**Work item:** How many lines in these records hold the string "family"? State only that number.

(Saved data entries)
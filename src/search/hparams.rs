//! Hyperparameter spaces and seeded sampling.

use std::collections::BTreeMap;

use rand::seq::SliceRandom;
use rand::Rng;
use serde::{Deserialize, Serialize};
use serde_json::Value;

use crate::error::ValidationError;

/// A concrete hyperparameter assignment for one trial.
pub type Hyperparameters = BTreeMap<String, Value>;

/// Definition of a single hyperparameter.
#[derive(Debug, Clone, PartialEq, Serialize, Deserialize)]
#[serde(tag = "type", rename_all = "snake_case")]
pub enum Hyperparameter {
    /// A fixed value.
    Const {
        /// The value.
        val: Value,
    },
    /// Uniform integer in `[minval, maxval]`.
    Int {
        /// Inclusive lower bound.
        minval: i64,
        /// Inclusive upper bound.
        maxval: i64,
    },
    /// Uniform float in `[minval, maxval)`.
    Double {
        /// Lower bound.
        minval: f64,
        /// Upper bound.
        maxval: f64,
    },
    /// `base` raised to a uniform exponent in `[minval, maxval)`.
    Log {
        /// Lower exponent.
        minval: f64,
        /// Upper exponent.
        maxval: f64,
        /// Base of the exponent.
        base: f64,
    },
    /// One of a fixed list of values.
    Categorical {
        /// Candidate values.
        vals: Vec<Value>,
    },
}

impl Hyperparameter {
    fn validate(&self, name: &str) -> Result<(), ValidationError> {
        let invalid = |reason: &str| ValidationError::InvalidHyperparameter {
            name: name.to_string(),
            reason: reason.to_string(),
        };
        match self {
            Self::Const { .. } => Ok(()),
            Self::Int { minval, maxval } if minval > maxval => {
                Err(invalid("minval exceeds maxval"))
            }
            Self::Double { minval, maxval } | Self::Log { minval, maxval, .. }
                if !(minval < maxval && (maxval - minval).is_finite()) =>
            {
                Err(invalid("bounds must be finite with minval < maxval"))
            }
            Self::Log { base, .. } if !(base.is_finite() && *base > 0.0) => {
                Err(invalid("base must be positive"))
            }
            Self::Log {
                minval,
                maxval,
                base,
            } if !(base.powf(*minval).is_finite() && base.powf(*maxval).is_finite()) => {
                Err(invalid("base raised to the bounds must be finite"))
            }
            Self::Categorical { vals } if vals.is_empty() => {
                Err(invalid("no values to choose from"))
            }
            _ => Ok(()),
        }
    }

    fn sample<R: Rng + ?Sized>(&self, rng: &mut R) -> Value {
        match self {
            Self::Const { val } => val.clone(),
            Self::Int { minval, maxval } => Value::from(rng.gen_range(*minval..=*maxval)),
            Self::Double { minval, maxval } => Value::from(rng.gen_range(*minval..*maxval)),
            Self::Log {
                minval,
                maxval,
                base,
            } => Value::from(base.powf(rng.gen_range(*minval..*maxval))),
            Self::Categorical { vals } => vals.choose(rng).cloned().unwrap_or(Value::Null),
        }
    }
}

/// Named hyperparameter definitions, sampled in name order.
#[derive(Debug, Clone, Default, PartialEq, Serialize, Deserialize)]
#[serde(transparent)]
pub struct HyperparameterSpace(BTreeMap<String, Hyperparameter>);

impl HyperparameterSpace {
    /// An empty space.
    #[must_use]
    pub fn new() -> Self {
        Self::default()
    }

    /// Adds or replaces a definition.
    #[must_use]
    pub fn with(mut self, name: impl Into<String>, hp: Hyperparameter) -> Self {
        self.0.insert(name.into(), hp);
        self
    }

    /// Checks every definition can be sampled.
    ///
    /// # Errors
    /// - `InvalidHyperparameter` naming the first definition with unusable bounds
    pub fn validate(&self) -> Result<(), ValidationError> {
        self.0.iter().try_for_each(|(name, hp)| hp.validate(name))
    }

    /// Draws one assignment.
    ///
    /// # Panics
    /// Panics inside `rand` on ranges `validate` rejects; validate first.
    pub fn sample<R: Rng + ?Sized>(&self, rng: &mut R) -> Hyperparameters {
        self.0
            .iter()
            .map(|(name, hp)| (name.clone(), hp.sample(rng)))
            .collect()
    }
}
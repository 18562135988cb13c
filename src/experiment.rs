//! Experiment identity, lifecycle states, and metric selection.

use std::fmt;

use serde::{Deserialize, Serialize};

use crate::error::ValidationError;

/// Identifier of a training experiment.
#[derive(Debug, Clone, Copy, PartialEq, Eq, Hash, PartialOrd, Ord, Serialize, Deserialize)]
#[serde(transparent)]
pub struct ExperimentId(u32);

impl ExperimentId {
    /// Wraps a raw experiment id.
    #[must_use]
    pub const fn new(id: u32) -> Self {
        Self(id)
    }
}

impl fmt::Display for ExperimentId {
    fn fmt(&self, f: &mut fmt::Formatter<'_>) -> fmt::Result {
        write!(f, "{}", self.0)
    }
}

impl TryFrom<i32> for ExperimentId {
    type Error = ValidationError;

    fn try_from(value: i32) -> Result<Self, Self::Error> {
        u32::try_from(value)
            .map(Self)
            .map_err(|_| ValidationError::InvalidExperimentId {
                value: i64::from(value),
            })
    }
}

/// Lifecycle state of an experiment, as reported by the lifecycle owner.
#[derive(Debug, Clone, Copy, PartialEq, Eq, Hash, Serialize, Deserialize)]
#[serde(rename_all = "SCREAMING_SNAKE_CASE")]
pub enum ExperimentState {
    /// Trials are being scheduled and trained.
    Active,
    /// Paused by a user; may resume.
    Paused,
    /// Shutting down after the searcher finished.
    StoppingCompleted,
    /// Shutting down after a cancellation request.
    StoppingCanceled,
    /// Shutting down after an unrecoverable error.
    StoppingError,
    /// Finished successfully.
    Completed,
    /// Canceled by a user.
    Canceled,
    /// Failed.
    Error,
}

impl ExperimentState {
    /// Returns true if no further metrics will be recorded in this state.
    #[must_use]
    pub const fn is_terminal(self) -> bool {
        matches!(self, Self::Completed | Self::Canceled | Self::Error)
    }
}

/// Which family of metrics a record belongs to.
#[derive(Debug, Clone, Copy, PartialEq, Eq, Hash, PartialOrd, Ord, Serialize, Deserialize)]
#[serde(rename_all = "snake_case")]
pub enum MetricKind {
    /// Averaged training-step metrics.
    Training,
    /// Validation metrics.
    Validation,
}

impl fmt::Display for MetricKind {
    fn fmt(&self, f: &mut fmt::Formatter<'_>) -> fmt::Result {
        match self {
            Self::Training => f.write_str("training"),
            Self::Validation => f.write_str("validation"),
        }
    }
}

/// A single metric, chosen by exactly one of a training or validation name.
#[derive(Debug, Clone, PartialEq, Eq, Hash)]
pub struct MetricSelector {
    kind: MetricKind,
    name: String,
}

impl MetricSelector {
    /// Selects a training metric.
    #[must_use]
    pub fn training(name: impl Into<String>) -> Self {
        Self {
            kind: MetricKind::Training,
            name: name.into(),
        }
    }

    /// Selects a validation metric.
    #[must_use]
    pub fn validation(name: impl Into<String>) -> Self {
        Self {
            kind: MetricKind::Validation,
            name: name.into(),
        }
    }

    /// Builds a selector from the two optional request fields.
    ///
    /// Empty strings count as absent, matching proto3 defaults.
    ///
    /// # Errors
    /// - `MissingMetricSelector` if neither name is given
    /// - `ConflictingMetricSelectors` if both are given
    pub fn from_request(
        training: Option<&str>,
        validation: Option<&str>,
    ) -> Result<Self, ValidationError> {
        let training = training.filter(|name| !name.is_empty());
        let validation = validation.filter(|name| !name.is_empty());
        match (training, validation) {
            (Some(name), None) => Ok(Self::training(name)),
            (None, Some(name)) => Ok(Self::validation(name)),
            (None, None) => Err(ValidationError::MissingMetricSelector),
            (Some(_), Some(_)) => Err(ValidationError::ConflictingMetricSelectors),
        }
    }

    /// The metric family.
    #[must_use]
    pub const fn kind(&self) -> MetricKind {
        self.kind
    }

    /// The metric name.
    #[must_use]
    pub fn name(&self) -> &str {
        &self.name
    }
}

impl fmt::Display for MetricSelector {
    fn fmt(&self, f: &mut fmt::Formatter<'_>) -> fmt::Result {
        write!(f, "{} metric {}", self.kind, self.name)
    }
}
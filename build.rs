fn main() -> Result<(), Box<dyn std::error::Error>> {
    println!("cargo:rerun-if-changed=build.rs");
    println!("cargo:rerun-if-changed=proto/trialscope.proto");

    // Protobuf bindings are only needed by the gRPC transport.
    if std::env::var_os("CARGO_FEATURE_TRANSPORT_GRPC").is_none() {
        return Ok(());
    }

    let protoc_path = protoc_bin_vendored::protoc_bin_path()
        .map_err(|e| format!("failed to locate vendored protoc: {e}"))?;
    std::env::set_var("PROTOC", protoc_path);

    if std::path::Path::new("proto/trialscope.proto").exists() {
        tonic_build::configure()
            .build_server(true)
            .build_client(true)
            .compile_protos(&["proto/trialscope.proto"], &["proto/"])?;
    }
    Ok(())
}
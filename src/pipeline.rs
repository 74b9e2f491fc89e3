use std::fmt;

use log::{debug, warn};

use crate::boundary::{find_boundary, Boundary, TextPolicy};
use crate::pixels::PixelGrid;
use crate::stego::{decode_embedded, decode_raw};

#[derive(Debug, Clone, Copy, PartialEq, Eq)]
pub enum DecodeMode {
    Embedded,
    Raw,
}

impl DecodeMode {
    pub fn name(&self) -> &'static str {
        match self {
            DecodeMode::Embedded => "embedded",
            DecodeMode::Raw => "raw",
        }
    }
}

impl fmt::Display for DecodeMode {
    fn fmt(&self, f: &mut fmt::Formatter<'_>) -> fmt::Result {
        f.write_str(self.name())
    }
}

#[derive(Debug, Clone)]
pub struct Candidate {
    pub mode: DecodeMode,
    pub stream: Vec<u8>,
    pub boundary: Boundary,
}

impl Candidate {
    pub fn new(mode: DecodeMode, stream: Vec<u8>, policy: &TextPolicy) -> Self {
        let boundary = find_boundary(&stream, policy);
        match boundary {
            Boundary::Found { last } => debug!(
                "[{}] payload ends at byte {} of {}",
                mode,
                last,
                stream.len()
            ),
            Boundary::NotFound => warn!(
                "[{}] no run of {}+ text bytes in {} bytes, trimmed output keeps the full stream",
                mode,
                policy.min_run_len.max(1),
                stream.len()
            ),
        }
        Self {
            mode,
            stream,
            boundary,
        }
    }

    pub fn trimmed(&self) -> &[u8] {
        self.boundary.trim(&self.stream)
    }
}

/// Runs both decoders over the same grid and returns `[embedded, raw]`.
///
/// The two modes share nothing but the read-only grid, so they run on the
/// rayon pool side by side.
pub fn decode_candidates(grid: &PixelGrid, policy: &TextPolicy) -> [Candidate; 2] {
    let (embedded, raw) = rayon::join(
        || Candidate::new(DecodeMode::Embedded, decode_embedded(grid), policy),
        || Candidate::new(DecodeMode::Raw, decode_raw(grid), policy),
    );
    [embedded, raw]
}
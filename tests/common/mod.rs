#![allow(dead_code)]

use image::Rgb;
use psimage_decode::PixelGrid;
use rand::{Rng, SeedableRng};
use rand_chacha::ChaCha8Rng;

pub const SCRIPT: &str = "$wc = New-Object System.Net.WebClient\r\n\
$wc.Headers.Add('User-Agent', 'Mozilla/5.0')\r\n\
Write-Host \"payload staged\"; exit 0\r\n";

pub fn rng(seed: u64) -> ChaCha8Rng {
    ChaCha8Rng::seed_from_u64(seed)
}

/// Bytes that are never plausible text, standing in for filler whose first
/// byte must not extend the payload run.
pub fn high_bit_filler(rng: &mut ChaCha8Rng, len: usize) -> Vec<u8> {
    (0..len).map(|_| rng.gen_range(0x80u8..=0xFF)).collect()
}

pub fn random_bytes(rng: &mut ChaCha8Rng, len: usize) -> Vec<u8> {
    (0..len).map(|_| rng.gen::<u8>()).collect()
}

/// Hides one byte per pixel in the blue/green low nibbles. Red and the high
/// nibbles are random, like a busy cover image.
pub fn embed_nibbles(bytes: &[u8], width: u32, rng: &mut ChaCha8Rng) -> PixelGrid {
    assert_eq!(bytes.len() % width as usize, 0, "bytes must fill whole rows");
    let height = (bytes.len() / width as usize) as u32;
    PixelGrid::from_fn(width, height, |x, y| {
        let b = bytes[(y * width + x) as usize];
        let red = rng.gen::<u8>();
        let green = (rng.gen::<u8>() & 0xF0) | (b & 0x0F);
        let blue = (rng.gen::<u8>() & 0xF0) | (b >> 4);
        Rgb([red, green, blue])
    })
}

/// Packs three bytes per pixel as blue, green, red.
pub fn pack_raw(bytes: &[u8], width: u32) -> PixelGrid {
    assert_eq!(bytes.len() % (3 * width as usize), 0, "bytes must fill whole rows");
    let height = (bytes.len() / (3 * width as usize)) as u32;
    PixelGrid::from_fn(width, height, |x, y| {
        let k = 3 * (y * width + x) as usize;
        Rgb([bytes[k + 2], bytes[k + 1], bytes[k]])
    })
}

/// Filler length that makes `payload_len + filler` a multiple of `unit` with
/// at least `min_filler` filler bytes.
pub fn filler_len(payload_len: usize, unit: usize, min_filler: usize) -> usize {
    let total = payload_len + min_filler;
    min_filler + (unit - total % unit) % unit
}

**Task solution:** 2